7 B. Tujuan Penelitian Berdasarkan latar belakang yang telah diuraikan diatas maka peneliti mempunyai tujuan sebagai berikut : 1. Mengetahui hubungan self efficacy dan hardiness dengan stres pengasuhan pada ibu yang memiliki anak berkebutuhan khusus. 2. Mengetahui hubungan antara self efficacy dengan stres pengasuhan pada ibu yang memiliki anak berkebutuhan khusus. 3. Mengetahui hubungan antara hardiness dengan stres pengasuhan pada ibu yang memiliki anak berkebutuhan khusus. 4. Mengetahui tingkat self efficacy pada ibu yang memiliki anak berkebutuhan khusus. 5. Mengetahui tingkat hardiness pada ibu yang memiliki anak berkebutuhan khusus. 6. Mengetahui tingkat stres pengasuhan pada ibu yang memiliki anak berkebutuhan khusus. 7. Mengetahui sumbangan efektif antara self efficacy dengan stres pengasuhan pada ibu yang memiliki anak berjebutuhan khusus. 8. Mengetahui sumbangan efektif antara hardiness dengan stres pengasuhan pada ibu yang memiliki anak berkebutuhan khusus. 9. Mengetahui sumbangan efektif antara self efficacy dan hardiness dengan stres pengasuhan pada ibu yang memiliki anak berkebutuhan khusus.

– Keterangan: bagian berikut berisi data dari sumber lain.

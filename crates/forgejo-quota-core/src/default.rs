//! Instance default policy
//!
//! Users without any quota group are evaluated against a built-in group with
//! a single `size:all` rule. Every subject falls back to `size:all`, so the
//! configured total bounds every kind of storage.

use serde::{Deserialize, Serialize};

use forgejo_quota_common::{BUILTIN_DEFAULT_GROUP, BUILTIN_DEFAULT_RULE, UNLIMITED};

use crate::group::{Group, GroupList};
use crate::rule::Rule;
use crate::subject::{LimitSubject, LimitSubjects};
use crate::used::Used;

#[derive(Debug, Clone, Copy, PartialEq, Eq, Serialize, Deserialize)]
pub struct DefaultQuota {
    /// Total bytes a groupless user may use, `-1` for unlimited
    #[serde(default = "DefaultQuota::default_total")]
    pub total: i64,
}

impl DefaultQuota {
    pub fn new(total: i64) -> Self {
        Self { total }
    }

    pub fn unlimited() -> Self {
        Self::new(UNLIMITED)
    }

    fn default_total() -> i64 {
        UNLIMITED
    }

    pub fn builtin_groups(&self) -> GroupList {
        let rule = Rule {
            name: BUILTIN_DEFAULT_RULE.to_string(),
            limit: self.total,
            subjects: LimitSubjects::from([LimitSubject::SizeAll]),
        };
        GroupList::from(vec![Group::with_rules(BUILTIN_DEFAULT_GROUP, vec![rule])])
    }

    pub fn evaluate(&self, used: &Used, subject: LimitSubject) -> bool {
        self.builtin_groups().evaluate_groups(used, subject)
    }
}

impl Default for DefaultQuota {
    fn default() -> Self {
        Self::unlimited()
    }
}

/// Evaluate `subject` against the instance default policy
pub fn evaluate_default(used: &Used, subject: LimitSubject, defaults: &DefaultQuota) -> bool {
    defaults.evaluate(used, subject)
}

8 C. Manfaat Penelitian Adapun manfaat yang dapat diambil dari hasil penelitian ini adalah : 1. Untuk kepala sekolah, dapat digunakan sebagai sumbangan pengetahuan sehingga pihak sekolah dapat memberikan edukasi yang baik untuk ibu dalam mengasuh anaknya. 2. Untuk guru sebagai pengganti orangtua, dapat dijadikan sebagai sumbangan pengetahuan dalam menjadi orangtua pengganti disekolah dan memberikan bimbingan dengan tepat. 3. Untuk subyek, yaitu ibu semoga penelitian ini dapat menumbuhkan self efficacy dan hardiness dalam menghadapi stres dalam pengasuhan, sehingga ibu dapat mampu merawat dan memberikan pengasuhan yang optimal kepada anaknya. 4. Untuk peneliti selanjutnya, semoga penelitian ini dapat memberikan sumbangan terhadap pengembangan ilmu psikologi, terutama psikologi perkembangandan hasilnya penelitian ini dapat dijadikan sebagai masukan dan gambaran dalam melakukan penelitian selanjutnya dalam jenis bidang yang sama.